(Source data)
◇ ◇ ◇ ◇ ◇ ◇ ◇
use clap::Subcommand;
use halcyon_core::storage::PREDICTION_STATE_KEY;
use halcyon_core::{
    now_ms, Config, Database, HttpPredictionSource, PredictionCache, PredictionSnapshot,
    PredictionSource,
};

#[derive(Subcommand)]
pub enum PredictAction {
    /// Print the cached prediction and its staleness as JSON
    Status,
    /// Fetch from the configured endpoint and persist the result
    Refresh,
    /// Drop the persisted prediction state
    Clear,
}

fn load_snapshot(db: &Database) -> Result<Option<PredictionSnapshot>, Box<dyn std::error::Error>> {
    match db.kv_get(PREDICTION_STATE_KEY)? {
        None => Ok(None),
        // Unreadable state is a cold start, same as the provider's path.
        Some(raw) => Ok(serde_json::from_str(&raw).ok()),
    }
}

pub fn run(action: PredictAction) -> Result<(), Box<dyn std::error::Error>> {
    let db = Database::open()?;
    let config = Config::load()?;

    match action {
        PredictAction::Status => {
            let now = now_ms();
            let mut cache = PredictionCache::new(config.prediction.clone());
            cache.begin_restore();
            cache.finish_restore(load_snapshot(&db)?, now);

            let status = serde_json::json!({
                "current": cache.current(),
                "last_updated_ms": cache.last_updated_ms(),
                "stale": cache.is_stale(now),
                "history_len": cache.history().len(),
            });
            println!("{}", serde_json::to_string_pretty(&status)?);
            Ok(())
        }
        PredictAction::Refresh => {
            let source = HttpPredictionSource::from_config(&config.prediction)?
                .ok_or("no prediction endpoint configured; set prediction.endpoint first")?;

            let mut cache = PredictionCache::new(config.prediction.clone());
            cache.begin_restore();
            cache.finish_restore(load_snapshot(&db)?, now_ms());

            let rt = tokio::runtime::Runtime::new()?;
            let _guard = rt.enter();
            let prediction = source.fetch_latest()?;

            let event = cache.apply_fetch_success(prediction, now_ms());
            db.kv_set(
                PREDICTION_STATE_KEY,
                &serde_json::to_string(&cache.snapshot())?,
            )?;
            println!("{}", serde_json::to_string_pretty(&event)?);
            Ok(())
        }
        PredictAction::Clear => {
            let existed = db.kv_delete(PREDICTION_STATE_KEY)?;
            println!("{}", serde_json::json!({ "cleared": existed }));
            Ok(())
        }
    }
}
◇ ◇ ◇ ◇ ◇ ◇ ◇
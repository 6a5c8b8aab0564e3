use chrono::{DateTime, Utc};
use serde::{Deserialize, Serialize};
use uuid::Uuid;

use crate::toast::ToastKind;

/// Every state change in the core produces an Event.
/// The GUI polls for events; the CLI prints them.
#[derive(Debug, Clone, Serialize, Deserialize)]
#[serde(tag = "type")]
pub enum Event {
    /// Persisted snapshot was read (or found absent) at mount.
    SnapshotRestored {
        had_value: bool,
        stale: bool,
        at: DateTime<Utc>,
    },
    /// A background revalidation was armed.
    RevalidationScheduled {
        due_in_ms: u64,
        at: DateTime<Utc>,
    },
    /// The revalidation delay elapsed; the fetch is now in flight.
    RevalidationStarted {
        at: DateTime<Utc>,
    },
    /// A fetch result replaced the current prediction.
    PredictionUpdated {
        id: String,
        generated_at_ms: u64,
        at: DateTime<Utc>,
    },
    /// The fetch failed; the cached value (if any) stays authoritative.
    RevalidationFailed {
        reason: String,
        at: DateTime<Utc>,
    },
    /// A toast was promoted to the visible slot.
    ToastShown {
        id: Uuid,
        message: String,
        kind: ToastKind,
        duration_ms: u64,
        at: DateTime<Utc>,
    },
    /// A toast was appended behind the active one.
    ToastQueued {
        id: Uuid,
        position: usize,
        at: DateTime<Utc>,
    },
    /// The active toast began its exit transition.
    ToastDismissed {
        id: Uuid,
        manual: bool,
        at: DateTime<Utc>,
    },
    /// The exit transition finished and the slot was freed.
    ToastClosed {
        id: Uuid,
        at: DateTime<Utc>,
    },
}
◇ ◇ ◇ ◇ ◇ ◇ ◇
▶ _Task prompt_: Copy, exactly and only, the lines above that begin with the one containing "use clap::Subcommand;" and finish with the one containing "let rt = tokio::runtime::Runtime::new()?;".

▶ _Response to this exercise_:
use clap::Subcommand;
use halcyon_core::storage::PREDICTION_STATE_KEY;
use halcyon_core::{
    now_ms, Config, Database, HttpPredictionSource, PredictionCache, PredictionSnapshot,
    PredictionSource,
};

#[derive(Subcommand)]
pub enum PredictAction {
    /// Print the cached prediction and its staleness as JSON
    Status,
    /// Fetch from the configured endpoint and persist the result
    Refresh,
    /// Drop the persisted prediction state
    Clear,
}

fn load_snapshot(db: &Database) -> Result<Option<PredictionSnapshot>, Box<dyn std::error::Error>> {
    match db.kv_get(PREDICTION_STATE_KEY)? {
        None => Ok(None),
        // Unreadable state is a cold start, same as the provider's path.
        Some(raw) => Ok(serde_json::from_str(&raw).ok()),
    }
}

pub fn run(action: PredictAction) -> Result<(), Box<dyn std::error::Error>> {
    let db = Database::open()?;
    let config = Config::load()?;

    match action {
        PredictAction::Status => {
            let now = now_ms();
            let mut cache = PredictionCache::new(config.prediction.clone());
            cache.begin_restore();
            cache.finish_restore(load_snapshot(&db)?, now);

            let status = serde_json::json!({
                "current": cache.current(),
                "last_updated_ms": cache.last_updated_ms(),
                "stale": cache.is_stale(now),
                "history_len": cache.history().len(),
            });
            println!("{}", serde_json::to_string_pretty(&status)?);
            Ok(())
        }
        PredictAction::Refresh => {
            let source = HttpPredictionSource::from_config(&config.prediction)?
                .ok_or("no prediction endpoint configured; set prediction.endpoint first")?;

            let mut cache = PredictionCache::new(config.prediction.clone());
            cache.begin_restore();
            cache.finish_restore(load_snapshot(&db)?, now_ms());

            let rt = tokio::runtime::Runtime::new()?;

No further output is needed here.